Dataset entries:
......

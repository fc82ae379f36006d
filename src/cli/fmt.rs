//! Format model command

use std::path::PathBuf;

use anyhow::{Context, Result};

use super::read_config;

/// Re-serialize a model file as canonical YAML or JSON
pub async fn fmt(model: String, json: bool, output: Option<PathBuf>) -> Result<()> {
    let (path, config) = read_config(&model).await?;

    let text = if json {
        config.to_json_string()?
    } else {
        config.to_yaml_string()?
    };

    match output {
        Some(out) => {
            tokio::fs::write(&out, text)
                .await
                .with_context(|| format!("Failed to write {}", out.display()))?;
            tracing::info!("Wrote {} as {}", path.display(), out.display());
        }
        None => print!("{}", text),
    }

    Ok(())
}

......

Exercise prompt: How many lines in these entries hold the string "Result"? Answer with the number alone.

Reply to the task: 2